Saturday, 27 September 2014

Building self-confidence in a hostile environment

I am always amazed at people's willingness to believe nonsense. This willingness seems almost infinite, virtually universal, and does not know any limits or restrictions. How is it possible that millions of individuals endorse ideas that are manifestly false? Who is forcing them to adopt strategies that are obviously doomed to fail? This is not a rhetorical question, but a major practical issue. You have to realize that those who support false ideas are not only contributing to their own demise, but also causing trouble for other men and women.

When people find themselves in deep trouble, it is usually because they have made some large mistake in the past, a mistake that needs to be recognized and remedied. Of course, when someone finds himself enmeshed in deep problems, it is not the right moment to engage theoretical discussions and make unproven recommendations.

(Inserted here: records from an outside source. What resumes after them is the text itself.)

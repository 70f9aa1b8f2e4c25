use std::sync::mpsc::{channel, TryRecvError};
use std::time::Duration;

use tracing::instrument;

use crate::{align_to, RendererError};

const COPY_ALIGNMENT: u32 = wgpu::COPY_BYTES_PER_ROW_ALIGNMENT;

/// Tightly packed RGBA8 pixels, rows top-down.
#[derive(Debug, Clone, PartialEq, Eq)]
pub struct CpuFrame {
    pub pixels: Vec<u8>,
    pub width: u32,
    pub height: u32,
    pub bytes_per_row: u32,
}

impl CpuFrame {
    /// All-zero frame, returned when there is nothing to read back.
    pub fn blank(width: u32, height: u32) -> Self {
        Self {
            pixels: vec![0; width as usize * height as usize * 4],
            width,
            height,
            bytes_per_row: width * 4,
        }
    }

    pub fn pixel(&self, x: u32, y: u32) -> Option<[u8; 4]> {
        if x >= self.width || y >= self.height {
            return None;
        }
        let offset = y as usize * self.bytes_per_row as usize + x as usize * 4;
        let texel = self.pixels.get(offset..offset + 4)?;
        Some([texel[0], texel[1], texel[2], texel[3]])
    }

    pub fn into_rgba_image(self) -> Option<image::RgbaImage> {
        image::RgbaImage::from_raw(self.width, self.height, self.pixels)
    }
}

/// Mappable staging buffer sized for one copy region.
pub(crate) struct ReadbackBuffer {
    buffer: wgpu::Buffer,
    width: u32,
    height: u32,
    row_pitch: u32,
}

impl ReadbackBuffer {
    pub(crate) fn new(device: &wgpu::Device, label: &str, width: u32, height: u32) -> Self {
        let row_pitch = align_to(width * 4, COPY_ALIGNMENT);
        let buffer = device.create_buffer(&wgpu::BufferDescriptor {
            label: Some(label),
            size: row_pitch as u64 * height.max(1) as u64,
            usage: wgpu::BufferUsages::COPY_DST | wgpu::BufferUsages::MAP_READ,
            mapped_at_creation: false,
        });
        Self {
            buffer,
            width,
            height,
            row_pitch,
        }
    }

    /// Reuse `cache` when it already matches the size.
    pub(crate) fn ensure<'a>(
        cache: &'a mut Option<ReadbackBuffer>,
        device: &wgpu::Device,
        label: &str,
        width: u32,
        height: u32,
    ) -> &'a ReadbackBuffer {
        let recreate = !matches!(cache, Some(existing) if existing.width == width && existing.height == height);
        if recreate {
            *cache = Some(ReadbackBuffer::new(device, label, width, height));
        }
        cache.get_or_insert_with(|| ReadbackBuffer::new(device, label, width, height))
    }

    pub(crate) fn size(&self) -> (u32, u32) {
        (self.width, self.height)
    }

    /// Record a copy of the `width` x `height` region at `origin` into this buffer.
    pub(crate) fn encode_copy(
        &self,
        encoder: &mut wgpu::CommandEncoder,
        texture: &wgpu::Texture,
        origin: wgpu::Origin3d,
    ) {
        encoder.copy_texture_to_buffer(
            wgpu::ImageCopyTexture {
                texture,
                mip_level: 0,
                origin,
                aspect: wgpu::TextureAspect::All,
            },
            wgpu::ImageCopyBuffer {
                buffer: &self.buffer,
                layout: wgpu::ImageDataLayout {
                    offset: 0,
                    bytes_per_row: Some(self.row_pitch),
                    rows_per_image: Some(self.height),
                },
            },
            wgpu::Extent3d {
                width: self.width,
                height: self.height,
                depth_or_array_layers: 1,
            },
        );
    }

    /// Block until the copied data is visible, then strip row padding.
    pub(crate) fn map_to_cpu(&self, device: &wgpu::Device) -> Result<CpuFrame, RendererError> {
        let slice = self.buffer.slice(..self.row_pitch as u64 * self.height as u64);
        let (tx, rx) = channel();
        slice.map_async(wgpu::MapMode::Read, move |result| {
            let _ = tx.send(result);
        });

        loop {
            match rx.try_recv() {
                Ok(Ok(())) => break,
                Ok(Err(_)) => return Err(RendererError::BufferAsync),
                Err(TryRecvError::Empty) => {
                    device.poll(wgpu::Maintain::Poll);
                    std::thread::sleep(Duration::from_millis(1));
                }
                Err(TryRecvError::Disconnected) => {
                    return Err(RendererError::BufferAsync);
                }
            }
        }

        let mapped = slice.get_mapped_range();
        let row_stride = self.width as usize * 4;
        let mut pixels = vec![0u8; row_stride * self.height as usize];
        for (row, dst) in pixels.chunks_exact_mut(row_stride).enumerate() {
            let src_offset = row * self.row_pitch as usize;
            dst.copy_from_slice(&mapped[src_offset..src_offset + row_stride]);
        }
        drop(mapped);
        self.buffer.unmap();

        Ok(CpuFrame {
            pixels,
            width: self.width,
            height: self.height,
            bytes_per_row: self.width * 4,
        })
    }
}

/// One-off readback of a whole RGBA8 texture (e.g. a display target owned by the caller).
#[instrument(
    name = "retouch.read_texture",
    skip_all,
    fields(width = texture.width(), height = texture.height())
)]
pub fn read_texture(
    device: &wgpu::Device,
    queue: &wgpu::Queue,
    texture: &wgpu::Texture,
) -> Result<CpuFrame, RendererError> {
    let staging = ReadbackBuffer::new(
        device,
        "retouch.read-texture.staging",
        texture.width(),
        texture.height(),
    );
    let mut encoder = device.create_command_encoder(&wgpu::CommandEncoderDescriptor {
        label: Some("retouch.read-texture.encoder"),
    });
    staging.encode_copy(&mut encoder, texture, wgpu::Origin3d::ZERO);
    queue.submit(std::iter::once(encoder.finish()));
    staging.map_to_cpu(device)
}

Before problems become overwhelming

Yet, if you wait until your problems become overwhelming, you run the risk of getting severely hurt, financially, physically, and psychologically. Unfortunately, people will all too often begin to address their concerns only after those have reached a critical level, and have become almost unmanageable.

It never ceases to astonish me that so many individuals are ignorant of the basic principles of self-protection, and instead, they prefer to adhere to invalid ideas that are convenient in the short term, but disastrous for the future.

It goes without saying that self-inflicted blindness never delivers good results. Waiting for catastrophes to happen, and then trying to reverse them is a horrible way to live. In contrast, wise men learned long ago that disasters should rather be avoided, dangers averted, and crises prevented.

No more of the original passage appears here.